* [PROBLEM]
Everything from the first line of the entries below through the line holding "use crate::errors::ClientError;" must be printed exactly as written.
• • • • • • •
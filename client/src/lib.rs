//! Terminal client for the zk-creds backend.
//!
//! Wires the `controller` crate to HTTP (reqwest) and an async event loop (tokio).

pub mod api;
pub mod config;
pub mod errors;
pub mod models;
pub mod render;
pub mod runtime;
pub mod shell;
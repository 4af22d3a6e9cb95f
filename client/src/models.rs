//! Backend payloads only the CLI uses. The controller's own payloads live in `controller::types`.

use serde::{Deserialize, Serialize};

/// Error shape returned with non-2xx statuses.
#[derive(Debug, Serialize, Deserialize)]
pub struct ErrorBody {
    pub detail: String,
}

#[derive(Debug, Serialize, Deserialize)]
pub struct HealthResponse {
    pub status: String,
    pub version: Option<String>,
}

#[derive(Debug, Serialize, Deserialize)]
pub struct MerkleRootResponse {
    pub root: String,
    pub root_short: Option<String>,
}
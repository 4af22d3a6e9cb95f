use crate::errors::ClientError;
use crate::models::{ErrorBody, HealthResponse, MerkleRootResponse};
use async_trait::async_trait;
use controller::constants::PASSPORT_FIELD;
use controller::types::{FileUpload, IssueResponse, StatsResponse, VerifyRequest, VerifyResponse};
use reqwest::multipart::{Form, Part};
use reqwest::{RequestBuilder, Response};
use serde::de::DeserializeOwned;
use std::time::Duration;

/// The three calls the demo flow depends on.
#[async_trait]
pub trait Backend: Send + Sync {
    async fn issue_credential(&self, file: FileUpload) -> Result<IssueResponse, ClientError>;

    async fn verify_age(&self, req: VerifyRequest) -> Result<VerifyResponse, ClientError>;

    async fn stats(&self) -> Result<StatsResponse, ClientError>;
}

/// zk-creds backend reached over HTTP.
#[derive(Clone)]
pub struct HttpBackend {
    client: reqwest::Client,
    base_url: String,
}

impl HttpBackend {
    pub fn new(base_url: &str, timeout: Option<Duration>) -> Result<Self, ClientError> {
        if !(base_url.starts_with("http://") || base_url.starts_with("https://")) {
            return Err(ClientError::InvalidConfig(format!(
                "backend url must start with http:// or https://, got {base_url:?}"
            )));
        }

        let mut builder = reqwest::Client::builder()
            .user_agent(format!("zk-creds-client/{}", env!("CARGO_PKG_VERSION")));
        if let Some(timeout) = timeout {
            builder = builder.timeout(timeout);
        }

        Ok(Self {
            client: builder.build()?,
            base_url: base_url.trim_end_matches('/').to_string(),
        })
    }

    pub fn base_url(&self) -> &str {
        &self.base_url
    }

    fn url(&self, path: &str) -> String {
        format!("{}{}", self.base_url, path)
    }

    pub async fn health(&self) -> Result<HealthResponse, ClientError> {
        send_json(self.client.get(self.url("/health"))).await
    }

    pub async fn merkle_root(&self) -> Result<MerkleRootResponse, ClientError> {
        send_json(self.client.get(self.url("/merkle-root"))).await
    }
}

#[async_trait]
impl Backend for HttpBackend {
    async fn issue_credential(&self, file: FileUpload) -> Result<IssueResponse, ClientError> {
        let part = Part::bytes(file.bytes)
            .file_name(file.file_name)
            .mime_str("application/json")?;
        let form = Form::new().part(PASSPORT_FIELD, part);

        send_json(self.client.post(self.url("/issue-credential")).multipart(form)).await
    }

    async fn verify_age(&self, req: VerifyRequest) -> Result<VerifyResponse, ClientError> {
        send_json(self.client.post(self.url("/verify-age")).json(&req)).await
    }

    async fn stats(&self) -> Result<StatsResponse, ClientError> {
        send_json(self.client.get(self.url("/stats"))).await
    }
}

async fn send_json<T: DeserializeOwned>(request: RequestBuilder) -> Result<T, ClientError> {
    let response = request.send().await?;
    decode(response).await
}

async fn decode<T: DeserializeOwned>(response: Response) -> Result<T, ClientError> {
    let status = response.status();
    let body = response.text().await?;

    if !status.is_success() {
        let parsed = serde_json::from_str::<ErrorBody>(&body);
        let detail = match parsed {
            Ok(e) => e.detail,
            Err(_) if body.trim().is_empty() => "empty response body".to_string(),
            Err(_) => body,
        };
        return Err(ClientError::Status { status, detail });
    }

    serde_json::from_str(&body).map_err(|e| ClientError::Decode(e.to_string()))
}

#[cfg(test)]
mod tests {
    use super::*;

    #[test]
    fn rejects_url_without_scheme() {
        let err = HttpBackend::new("localhost:8000", None).err().unwrap();
        assert!(matches!(err, ClientError::InvalidConfig(_)));
    }

    #[test]
    fn trims_trailing_slash() {
        let backend = HttpBackend::new("http://127.0.0.1:8000/", None).unwrap();
        assert_eq!(backend.url("/stats"), "http://127.0.0.1:8000/stats");
    }
}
• • • • • • •
* [SOLUTION TO THIS EXERCISE]
filename client/src/lib.rs
//! Terminal client for the zk-creds backend.
//!
//! Wires the `controller` crate to HTTP (reqwest) and an async event loop (tokio).

pub mod api;
pub mod config;
pub mod errors;
pub mod models;
pub mod render;
pub mod runtime;
pub mod shell;
repository 4af22d3a6e9cb95f
filename client/src/models.rs
//! Backend payloads only the CLI uses. The controller's own payloads live in `controller::types`.

use serde::{Deserialize, Serialize};

/// Error shape returned with non-2xx statuses.
#[derive(Debug, Serialize, Deserialize)]
pub struct ErrorBody {
    pub detail: String,
}

#[derive(Debug, Serialize, Deserialize)]
pub struct HealthResponse {
    pub status: String,
    pub version: Option<String>,
}

#[derive(Debug, Serialize, Deserialize)]
pub struct MerkleRootResponse {
    pub root: String,
    pub root_short: Option<String>,
}
repository 4af22d3a6e9cb95f
use crate::errors::ClientError;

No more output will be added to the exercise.